### [SOURCE MATERIAL]
------------------------------------------------------------
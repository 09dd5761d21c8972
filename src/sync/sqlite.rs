use chrono::Utc;
use rusqlite::{Connection, Result as SqlResult};
use std::collections::BTreeMap;
use std::path::{Path, PathBuf};
use tokio::task;
use tracing::info;

use super::remote::{RemoteCatalog, RemoteRecord};
use crate::error::{CatalogError, Result};

/// A remote catalog store kept on the local file system.
///
/// Image blobs are written as files under `blobs/` and referenced with
/// `file://` URLs; the catalog document lives in a SQLite database
/// (`catalog.db`), one row per position key.
///
/// rusqlite::Connection is not Send, so every operation opens its own
/// connection on a blocking worker thread.
#[derive(Debug, Clone)]
pub struct SqliteRemote {
    root: PathBuf,
}

impl SqliteRemote {
    pub fn new(root: impl Into<PathBuf>) -> Self {
        Self { root: root.into() }
    }

    pub fn root(&self) -> &Path {
        &self.root
    }

    /// Path to the document database
    pub fn db_path(&self) -> PathBuf {
        self.root.join("catalog.db")
    }

    /// Directory holding uploaded image blobs
    pub fn blob_dir(&self) -> PathBuf {
        self.root.join("blobs")
    }

    /// Open the document database, creating the schema if needed
    fn open(db_path: &Path) -> SqlResult<Connection> {
        let conn = Connection::open(db_path)?;

        // One row per catalog position
        conn.execute(
            "CREATE TABLE IF NOT EXISTS products (
                key             TEXT PRIMARY KEY,
                name            TEXT NOT NULL,
                category        TEXT NOT NULL,
                rotation        INTEGER NOT NULL,
                image_url       TEXT NOT NULL,
                updated_at      INTEGER NOT NULL
            )",
            [],
        )?;

        Ok(conn)
    }

    fn read_all_blocking(db_path: &Path) -> Result<BTreeMap<String, RemoteRecord>> {
        // No database yet means nothing was ever saved
        if !db_path.exists() {
            return Ok(BTreeMap::new());
        }

        let conn = Self::open(db_path)?;
        let mut stmt = conn.prepare(
            "SELECT key, name, category, rotation, image_url FROM products",
        )?;

        let rows = stmt.query_map([], |row| {
            Ok((
                row.get::<_, String>(0)?,
                RemoteRecord {
                    name: row.get(1)?,
                    category: row.get(2)?,
                    rotation: row.get(3)?,
                    image_url: row.get(4)?,
                },
            ))
        })?;

        let mut records = BTreeMap::new();
        for row in rows {
            let (key, record) = row?;
            records.insert(key, record);
        }
        Ok(records)
    }

    fn write_all_blocking(db_path: &Path, records: BTreeMap<String, RemoteRecord>) -> Result<()> {
        if let Some(parent) = db_path.parent() {
            std::fs::create_dir_all(parent)?;
        }

        let mut conn = Self::open(db_path)?;
        let now = Utc::now().timestamp();

        // Replace the whole document in one transaction; nothing is kept on failure
        let tx = conn.transaction()?;
        tx.execute("DELETE FROM products", [])?;
        {
            let mut insert = tx.prepare(
                "INSERT INTO products (key, name, category, rotation, image_url, updated_at)
                 VALUES (?1, ?2, ?3, ?4, ?5, ?6)",
            )?;
            for (key, record) in &records {
                insert.execute(rusqlite::params![
                    key,
                    record.name,
                    record.category,
                    record.rotation,
                    record.image_url,
                    now,
                ])?;
            }
        }
        tx.commit()?;

        info!("Wrote {} products to {}", records.len(), db_path.display());
        Ok(())
    }
}

/// Wrap a blocking-task join failure
fn join_error(e: task::JoinError) -> CatalogError {
    CatalogError::Remote(format!("Task join error: {}", e))
}

/// Treat local file failures inside the store as remote failures
fn remote_error(e: CatalogError) -> CatalogError {
    match e {
        CatalogError::Io(msg) | CatalogError::NotFound(msg) => CatalogError::Remote(msg),
        other => other,
    }
}

impl RemoteCatalog for SqliteRemote {
    async fn upload_image(&self, bytes: Vec<u8>, key: String) -> Result<String> {
        let path = self.blob_dir().join(&key);
        if let Some(parent) = path.parent() {
            tokio::fs::create_dir_all(parent).await.map_err(|e| CatalogError::Remote(e.to_string()))?;
        }
        tokio::fs::write(&path, bytes)
            .await
            .map_err(|e| CatalogError::Remote(format!("upload of {} failed: {}", key, e)))?;

        let absolute = std::path::absolute(&path).unwrap_or(path);
        Ok(format!("file://{}", absolute.display()))
    }

    async fn read_all(&self) -> Result<BTreeMap<String, RemoteRecord>> {
        let db_path = self.db_path();
        task::spawn_blocking(move || Self::read_all_blocking(&db_path))
            .await
            .map_err(join_error)?
            .map_err(remote_error)
    }

    async fn write_all(&self, records: BTreeMap<String, RemoteRecord>) -> Result<()> {
        let db_path = self.db_path();
        task::spawn_blocking(move || Self::write_all_blocking(&db_path, records))
            .await
            .map_err(join_error)?
            .map_err(remote_error)
    }
}

#[cfg(test)]
mod tests {
    use super::*;
    use crate::state::{Catalog, ImageRef, ImageSource};
    use crate::sync::remote;

    fn record(name: &str) -> RemoteRecord {
        RemoteRecord {
            name: name.to_string(),
            category: "김".to_string(),
            rotation: 90,
            image_url: String::new(),
        }
    }

    #[tokio::test]
    async fn test_missing_database_reads_empty() {
        let dir = tempfile::tempdir().unwrap();
        let store = SqliteRemote::new(dir.path().join("never-created"));
        assert!(store.read_all().await.unwrap().is_empty());
    }

    #[tokio::test]
    async fn test_write_replaces_document() {
        let dir = tempfile::tempdir().unwrap();
        let store = SqliteRemote::new(dir.path());

        let mut first = BTreeMap::new();
        first.insert("0".to_string(), record("a"));
        first.insert("1".to_string(), record("b"));
        store.write_all(first).await.unwrap();

        let mut second = BTreeMap::new();
        second.insert("5".to_string(), record("c"));
        store.write_all(second.clone()).await.unwrap();

        assert_eq!(store.read_all().await.unwrap(), second);
    }

    #[tokio::test]
    async fn test_upload_returns_file_url() {
        let dir = tempfile::tempdir().unwrap();
        let store = SqliteRemote::new(dir.path());

        let url = store
            .upload_image(vec![0xFF, 0xD8, 0xFF], remote::image_key(6))
            .await
            .unwrap();

        let image = ImageRef::new(url);
        let ImageSource::File(path) = image.source() else {
            panic!("expected a file reference, got {:?}", image);
        };
        assert!(path.ends_with("blobs/products/product_7.jpg"));
        assert_eq!(std::fs::read(path).unwrap(), vec![0xFF, 0xD8, 0xFF]);
    }

    #[tokio::test]
    async fn test_catalog_save_and_load_through_store() {
        let dir = tempfile::tempdir().unwrap();
        let store = SqliteRemote::new(dir.path());

        let mut catalog = Catalog::new();
        catalog.set_image(3, ImageRef::new("data:image/jpeg;base64,/9j/"));
        catalog.set_name(3, "노가리");
        catalog.set_name(8, "건새우");

        let report = remote::save(&store, catalog.slots().to_vec()).await.unwrap();
        assert_eq!(report.written, 2);
        report.apply_to(&mut catalog);

        let mut restored = Catalog::new();
        assert_eq!(remote::load(&store, &mut restored).await.unwrap(), 2);
        assert_eq!(restored, catalog);
        assert!(restored.get(3).unwrap().image.as_str().starts_with("file://"));
    }
}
------------------------------------------------------------
The answer must consist of every line from the entries above that contains "kept".

### [ANSWER BOX]
/// A remote catalog store kept on the local file system.
        // Replace the whole document in one transaction; nothing is kept on failure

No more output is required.